Date: Wednesday, May 19, 2004
Time: 11:30 AM
Room: NAC 8/206 (Csc. Dept. Conference Room)
Speaker: Dr. Christine Heitsch
In the absence of complementary strands, single-stranded nucleotide sequences may hybridize with themselves or each other. For the short oligonucleotides or "DNA code words" found in many biotechnological applications such hybridizations prevent the DNA segments from performing their desired functions. In contrast, the self-bonding or "secondary structure" of organic RNA molecules is an essential part of their overall structure and function. Our goal is understanding the biological information encoded by the selective base pair hybridization of single-stranded DNA and RNA molecules. Toward that end, we focus on developing algorithms for the design of RNA secondary structures and DNA code words based on discrete mathematical models. We give results on strings encoding plane trees, the importance of helical segment quality, and the biochemical properties of random de Bruijn sequences. We also discuss some of the broader biological implications of this work ! in a less abstract setting.
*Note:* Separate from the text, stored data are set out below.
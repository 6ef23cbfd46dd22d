use std::path::PathBuf;

use clap::Parser;

use crate::core::profile::LaunchProfile;
use crate::core::settings::LauncherSettings;

/// Bootstrap and launch the Wurm Online client.
#[derive(Debug, Parser)]
#[command(name = "wurm-launcher", version, about)]
pub struct Cli {
    /// Debug logging
    #[arg(short, long, conflicts_with = "quiet")]
    pub verbose: bool,

    /// Only log errors
    #[arg(short, long)]
    pub quiet: bool,

    /// List client variants, option presets and garbage collectors, then exit
    #[arg(short, long)]
    pub list: bool,

    /// Client variant to launch [default: Live]
    #[arg(short, long, value_name = "NAME")]
    pub client: Option<String>,

    /// Option preset to launch with [default: Default]
    #[arg(short = 'o', long = "options", value_name = "PRESET")]
    pub preset: Option<String>,

    /// Garbage collector: g1, shenandoah, zgc, parallel or serial
    #[arg(short, long, value_name = "GC")]
    pub gc: Option<String>,

    /// Maximum heap size, e.g. 4G
    #[arg(long, value_name = "SIZE")]
    pub max_heap: Option<String>,

    /// Initial heap size, e.g. 512M
    #[arg(long, value_name = "SIZE")]
    pub min_heap: Option<String>,

    /// Enable Steam integration
    #[arg(short, long)]
    pub steam: bool,

    /// Check for newer Java, JavaFX and JCEF builds even if they are installed
    #[arg(short, long)]
    pub update_deps: bool,

    /// Prepare everything but do not start the client
    #[arg(short, long)]
    pub no_launch: bool,

    /// Use this directory instead of the default data directory
    #[arg(long, value_name = "DIR")]
    pub data_dir: Option<PathBuf>,

    /// Extra arguments passed to the Java runtime
    #[arg(last = true, value_name = "JAVA_ARGS")]
    pub java_args: Vec<String>,
}

impl Cli {
    /// Default `EnvFilter` directive when `RUST_LOG` is unset.
    pub fn log_filter(&self) -> &'static str {
        if self.verbose {
            "debug"
        } else if self.quiet {
            "error"
        } else {
            "info"
        }
    }

    /// Launch profile from the flags, with defaults taken from the settings.
    pub fn profile(&self, settings: &LauncherSettings) -> LaunchProfile {
        LaunchProfile {
            client: self
                .client
                .clone()
                .unwrap_or_else(|| settings.default_client.clone()),
            preset: self
                .preset
                .clone()
                .unwrap_or_else(|| settings.default_preset.clone()),
            gc: self.gc.clone(),
            max_heap: self.max_heap.clone(),
            min_heap: self.min_heap.clone(),
            steam: self.steam,
            java_args: self.java_args.clone(),
        }
    }
}
pub mod cli;
mod commands;
pub mod core;

use std::process::ExitCode;

use clap::Parser;
use tracing_subscriber::EnvFilter;

use crate::cli::Cli;

pub fn run() -> ExitCode {
    let cli = match Cli::try_parse() {
        Ok(cli) => cli,
        Err(err) => {
            let _ = err.print();
            return ExitCode::from(err.exit_code().clamp(0, 255) as u8);
        }
    };

    // Initialize structured logging on stderr; stdout carries the client's output.
    tracing_subscriber::fmt()
        .with_env_filter(
            EnvFilter::try_from_default_env().unwrap_or_else(|_| EnvFilter::new(cli.log_filter())),
        )
        .with_writer(std::io::stderr)
        .init();

    tracing::debug!("wurm-launcher {} starting", env!("CARGO_PKG_VERSION"));

    let runtime = match tokio::runtime::Builder::new_multi_thread()
        .enable_all()
        .build()
    {
        Ok(runtime) => runtime,
        Err(err) => {
            tracing::error!("Failed to start the async runtime: {}", err);
            return ExitCode::FAILURE;
        }
    };

    match runtime.block_on(commands::execute(cli)) {
        Ok(code) => ExitCode::from(code),
        Err(err) => {
            tracing::error!("{}", err);
            ExitCode::from(err.exit_code())
        }
    }
}
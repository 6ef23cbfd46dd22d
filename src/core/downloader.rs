// ─── Downloads ───
// Every artifact lands in `downloads/` through a `.part` file that is only
// renamed once the transfer finished and the checksum matched.

use std::path::{Path, PathBuf};
use std::time::Instant;

use sha2::{Digest, Sha256};
use tracing::{debug, info, warn};

use crate::core::error::{LauncherError, LauncherResult};
use crate::core::source::{ArtifactSource, RemoteArtifact};

/// A verified file in the download cache.
#[derive(Debug, Clone, PartialEq, Eq)]
pub struct DownloadedFile {
    pub path: PathBuf,
    pub sha256: String,
}

/// Download `artifact` into `downloads_dir`, reusing a cached copy whose
/// checksum matches the published one.
pub async fn fetch_to_cache(
    source: &dyn ArtifactSource,
    artifact: &RemoteArtifact,
    downloads_dir: &Path,
) -> LauncherResult<DownloadedFile> {
    crate::core::paths::create_dir(downloads_dir)?;
    let dest = downloads_dir.join(&artifact.file_name);

    if let Some(expected) = artifact.sha256.as_deref() {
        if dest.is_file() {
            let actual = sha256_file(&dest)?;
            if actual.eq_ignore_ascii_case(expected) {
                debug!("Reusing cached download {:?}", dest);
                return Ok(DownloadedFile { path: dest, sha256: actual });
            }
            debug!("Cached {:?} is stale, downloading again", dest);
        }
    }

    let part = part_path(&dest);
    if part.exists() {
        remove_quietly(&part).await;
    }

    let started = Instant::now();
    info!("Downloading {} from {}", artifact.file_name, artifact.url);
    let bytes = match source.download(&artifact.url, &part).await {
        Ok(bytes) => bytes,
        Err(err) => {
            remove_quietly(&part).await;
            return Err(err);
        }
    };

    let actual = sha256_file(&part)?;
    if let Some(expected) = artifact.sha256.as_deref() {
        if !actual.eq_ignore_ascii_case(expected) {
            remove_quietly(&part).await;
            return Err(LauncherError::Sha256Mismatch {
                path: dest,
                expected: expected.to_string(),
                actual,
            });
        }
    }

    tokio::fs::rename(&part, &dest)
        .await
        .map_err(|source| LauncherError::Io {
            path: dest.clone(),
            source,
        })?;
    info!(
        "Downloaded {} ({} bytes) in {:?}",
        artifact.file_name,
        bytes,
        started.elapsed()
    );

    Ok(DownloadedFile { path: dest, sha256: actual })
}

/// Streamed SHA-256 of a file, lowercase hex.
pub fn sha256_file(path: &Path) -> LauncherResult<String> {
    let mut file = std::fs::File::open(path).map_err(|source| LauncherError::Io {
        path: path.to_path_buf(),
        source,
    })?;
    let mut hasher = Sha256::new();
    std::io::copy(&mut file, &mut hasher).map_err(|source| LauncherError::Io {
        path: path.to_path_buf(),
        source,
    })?;
    Ok(hex::encode(hasher.finalize()))
}

/// Refuse to start a download when the volume holding `path` is nearly full.
pub fn ensure_min_disk_space(path: &Path, minimum_bytes: u64) -> LauncherResult<()> {
    if minimum_bytes == 0 {
        return Ok(());
    }
    let disks = sysinfo::Disks::new_with_refreshed_list();
    let canonical = std::fs::canonicalize(path).unwrap_or_else(|_| path.to_path_buf());
    let mut best_len = 0usize;
    let mut available = None;
    for disk in disks.list() {
        let mount = disk.mount_point();
        if canonical.starts_with(mount) {
            let len = mount.as_os_str().len();
            if len >= best_len {
                best_len = len;
                available = Some(disk.available_space());
            }
        }
    }
    match available {
        Some(bytes) if bytes < minimum_bytes => Err(LauncherError::Other(format!(
            "Not enough free space in {:?}: available={} required={}",
            path, bytes, minimum_bytes
        ))),
        _ => Ok(()),
    }
}

fn part_path(dest: &Path) -> PathBuf {
    let mut name = dest
        .file_name()
        .map(|n| n.to_os_string())
        .unwrap_or_default();
    name.push(".part");
    dest.with_file_name(name)
}

async fn remove_quietly(path: &Path) {
    if let Err(e) = tokio::fs::remove_file(path).await {
        if e.kind() != std::io::ErrorKind::NotFound {
            warn!("Failed to remove {:?}: {}", path, e);
        }
    }
}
Dr. Christine Heitsch is a postdoctoral fellow at the University of Wisconsin -- Madison, funded by the National Library of Medicine training grant, "Computation and Informatics in Biology and Medicine." An interdisciplinary researcher, she is affiliated with both the UW Madison Department of Chemistry and the Mathematics Department. Previously, Dr. Heitsch had been a postdoc in the theory group of the Department of Computer Science at the University of British Columbia. She received her Ph.D. in Mathematics from the University of California at Berkeley, writing a dissertation under the direction of John Rhodes. Her current research interests focus on problems at the juncture of computational biology, theoretical computer science, and discrete mathematics.